- WHAT NEEDS TO BE DONE -
The entries below should be output exactly as written.

- DATA LISTING -
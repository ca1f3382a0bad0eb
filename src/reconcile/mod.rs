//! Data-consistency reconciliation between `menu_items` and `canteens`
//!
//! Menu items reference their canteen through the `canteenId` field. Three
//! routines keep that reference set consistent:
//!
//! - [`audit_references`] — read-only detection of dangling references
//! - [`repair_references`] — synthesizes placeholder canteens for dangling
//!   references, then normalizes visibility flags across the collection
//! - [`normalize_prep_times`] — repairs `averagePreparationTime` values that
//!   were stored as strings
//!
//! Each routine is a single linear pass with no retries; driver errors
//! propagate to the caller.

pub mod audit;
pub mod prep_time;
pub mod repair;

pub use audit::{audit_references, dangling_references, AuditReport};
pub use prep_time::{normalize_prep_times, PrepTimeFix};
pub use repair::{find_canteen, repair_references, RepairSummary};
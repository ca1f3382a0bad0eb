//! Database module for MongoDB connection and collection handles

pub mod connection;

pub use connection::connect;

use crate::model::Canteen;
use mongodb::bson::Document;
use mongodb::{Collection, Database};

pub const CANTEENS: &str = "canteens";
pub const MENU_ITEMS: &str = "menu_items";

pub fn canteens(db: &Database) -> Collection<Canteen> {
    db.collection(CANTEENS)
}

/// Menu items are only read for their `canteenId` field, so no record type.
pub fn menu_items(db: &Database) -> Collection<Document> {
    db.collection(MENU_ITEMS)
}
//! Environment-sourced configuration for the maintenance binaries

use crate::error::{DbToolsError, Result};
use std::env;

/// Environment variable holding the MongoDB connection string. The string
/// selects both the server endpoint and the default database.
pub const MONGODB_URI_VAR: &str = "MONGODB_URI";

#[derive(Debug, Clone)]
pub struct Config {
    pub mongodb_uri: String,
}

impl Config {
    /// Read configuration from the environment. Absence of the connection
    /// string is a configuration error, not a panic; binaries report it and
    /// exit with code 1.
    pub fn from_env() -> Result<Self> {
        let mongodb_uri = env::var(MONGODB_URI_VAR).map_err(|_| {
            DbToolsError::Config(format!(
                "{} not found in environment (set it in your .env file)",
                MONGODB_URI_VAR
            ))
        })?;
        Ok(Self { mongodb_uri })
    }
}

- WRITTEN ANSWER -
repository ca1f3382a0bad0eb
filename src/reconcile/mod.rs
//! Data-consistency reconciliation between `menu_items` and `canteens`
//!
//! Menu items reference their canteen through the `canteenId` field. Three
//! routines keep that reference set consistent:
//!
//! - [`audit_references`] — read-only detection of dangling references
//! - [`repair_references`] — synthesizes placeholder canteens for dangling
//!   references, then normalizes visibility flags across the collection
//! - [`normalize_prep_times`] — repairs `averagePreparationTime` values that
//!   were stored as strings
//!
//! Each routine is a single linear pass with no retries; driver errors
//! propagate to the caller.

pub mod audit;
pub mod prep_time;
pub mod repair;

pub use audit::{audit_references, dangling_references, AuditReport};
pub use prep_time::{normalize_prep_times, PrepTimeFix};
pub use repair::{find_canteen, repair_references, RepairSummary};
repository ca1f3382a0bad0eb
//! Database module for MongoDB connection and collection handles

pub mod connection;

pub use connection::connect;

use crate::model::Canteen;
use mongodb::bson::Document;
use mongodb::{Collection, Database};

pub const CANTEENS: &str = "canteens";
pub const MENU_ITEMS: &str = "menu_items";

pub fn canteens(db: &Database) -> Collection<Canteen> {
    db.collection(CANTEENS)
}

/// Menu items are only read for their `canteenId` field, so no record type.
pub fn menu_items(db: &Database) -> Collection<Document> {
    db.collection(MENU_ITEMS)
}
//! Environment-sourced configuration for the maintenance binaries

use crate::error::{DbToolsError, Result};
use std::env;

/// Environment variable holding the MongoDB connection string. The string
/// selects both the server endpoint and the default database.
pub const MONGODB_URI_VAR: &str = "MONGODB_URI";

#[derive(Debug, Clone)]
pub struct Config {
    pub mongodb_uri: String,
}

impl Config {
    /// Read configuration from the environment. Absence of the connection
    /// string is a configuration error, not a panic; binaries report it and
    /// exit with code 1.
    pub fn from_env() -> Result<Self> {
        let mongodb_uri = env::var(MONGODB_URI_VAR).map_err(|_| {
            DbToolsError::Config(format!(
                "{} not found in environment (set it in your .env file)",
                MONGODB_URI_VAR
            ))
        })?;
        Ok(Self { mongodb_uri })
    }
}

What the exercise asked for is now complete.